=== Input ===

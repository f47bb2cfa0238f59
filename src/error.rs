//! Domain-specific error types for the provisioning engine.
//!
//! Internal modules return [`anyhow::Error`] enriched with step context, and
//! produce the typed errors below where a caller (or a test) needs to tell
//! failures apart.  The pipeline orchestrator turns a fatal step failure into
//! a [`StepError`] which names the step that aborted the run.
//!
//! # Error hierarchy
//!
//! ```text
//! StepError                    fatal pipeline abort, names the step
//! ConfigError                  configuration file I/O and parsing
//! PlatformError                wrong OS, missing administrative rights
//! ResourceError                packages, extensions, copies, expansion
//! ```

use std::fmt;
use std::path::PathBuf;

use thiserror::Error;

/// How the orchestrator treats a failure of a pipeline step.
///
/// # Examples
///
/// ```
/// use pixie::error::Severity;
///
/// assert!(Severity::Fatal.is_fatal());
/// assert!(!Severity::Soft.is_fatal());
/// ```
#[derive(Debug, Clone, Copy, PartialEq, Eq)]
pub enum Severity {
    /// Abort the whole run after cleanup.
    Fatal,
    /// Log the failure and continue with the next step.
    Soft,
}

impl Severity {
    /// Returns `true` for [`Severity::Fatal`].
    #[must_use]
    pub const fn is_fatal(self) -> bool {
        matches!(self, Self::Fatal)
    }
}

impl fmt::Display for Severity {
    fn fmt(&self, f: &mut fmt::Formatter<'_>) -> fmt::Result {
        match self {
            Self::Fatal => write!(f, "fatal"),
            Self::Soft => write!(f, "soft"),
        }
    }
}

/// A fatal failure of a named pipeline step.
#[derive(Error, Debug)]
#[error("{step} failed: {message}")]
pub struct StepError {
    /// Name of the step that failed.
    pub step: String,
    /// Rendered cause chain.
    pub message: String,
    /// Underlying error.
    #[source]
    pub source: Box<dyn std::error::Error + Send + Sync + 'static>,
}

impl StepError {
    /// Wrap `source` as the failure of `step`.
    #[must_use]
    pub fn new(step: impl Into<String>, source: anyhow::Error) -> Self {
        Self {
            step: step.into(),
            message: format!("{source:#}"),
            source: source.into(),
        }
    }
}

/// Errors that arise from loading the configuration file.
#[derive(Error, Debug)]
pub enum ConfigError {
    /// The configuration file does not exist.
    #[error("configuration file not found: {}", .0.display())]
    NotFound(PathBuf),

    /// The configuration file could not be read.
    #[error("failed to read configuration file {}: {source}", .path.display())]
    Io {
        /// Path to the file that could not be read.
        path: PathBuf,
        /// Underlying I/O error.
        source: std::io::Error,
    },

    /// The configuration file is not valid TOML for the expected schema.
    #[error("invalid configuration in {}: {message}", .path.display())]
    Parse {
        /// Path to the file that failed to parse.
        path: PathBuf,
        /// Parser diagnostic.
        message: String,
    },
}

/// Errors that arise from platform preconditions.
#[derive(Error, Debug, PartialEq, Eq)]
pub enum PlatformError {
    /// The requested operation is not supported on the current platform.
    #[error("this operation is only supported on Windows (running on {platform})")]
    Unsupported {
        /// Name of the platform the process is running on.
        platform: String,
    },

    /// The process lacks administrative rights.
    #[error("administrator privileges are required; re-run from an elevated prompt")]
    NotElevated,
}

/// Errors that arise from resource operations.
#[derive(Error, Debug)]
pub enum ResourceError {
    /// A path expected to be a regular file is something else.
    #[error("{} is not a regular file", .0.display())]
    NotRegularFile(PathBuf),

    /// A source file or directory does not exist.
    #[error("source not found: {}", .0.display())]
    SourceMissing(PathBuf),

    /// An executable could not be resolved on PATH or at a known location.
    #[error("{0} executable not found")]
    ExecutableNotFound(String),

    /// A package installation failed.
    #[error("failed to install package '{package}'")]
    PackageInstall {
        /// Name of the package that could not be installed.
        package: String,
        /// Underlying error from the package manager.
        source: Box<dyn std::error::Error + Send + Sync>,
    },

    /// An editor extension installation failed.
    #[error("failed to install extension '{extension}'")]
    ExtensionInstall {
        /// Identifier of the extension.
        extension: String,
        /// Underlying error from the editor CLI.
        source: Box<dyn std::error::Error + Send + Sync>,
    },

    /// The target of a resource is in a state no apply can fix, such as a
    /// directory where a file should be written.
    #[error("cannot apply {resource}: {reason}")]
    InvalidTarget {
        /// Description of the resource.
        resource: String,
        /// Why the target is unusable.
        reason: String,
    },

    /// A path referenced an environment variable that is not set.
    #[error("cannot expand '{input}': environment variable {var} is not set")]
    UnknownVariable {
        /// The path as written in the configuration.
        input: String,
        /// The variable that could not be resolved.
        var: String,
    },
}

===

Task directions -
Return each line above where the word "editor" shows up.

Response to the task -
    /// An editor extension installation failed.
        /// Underlying error from the editor CLI.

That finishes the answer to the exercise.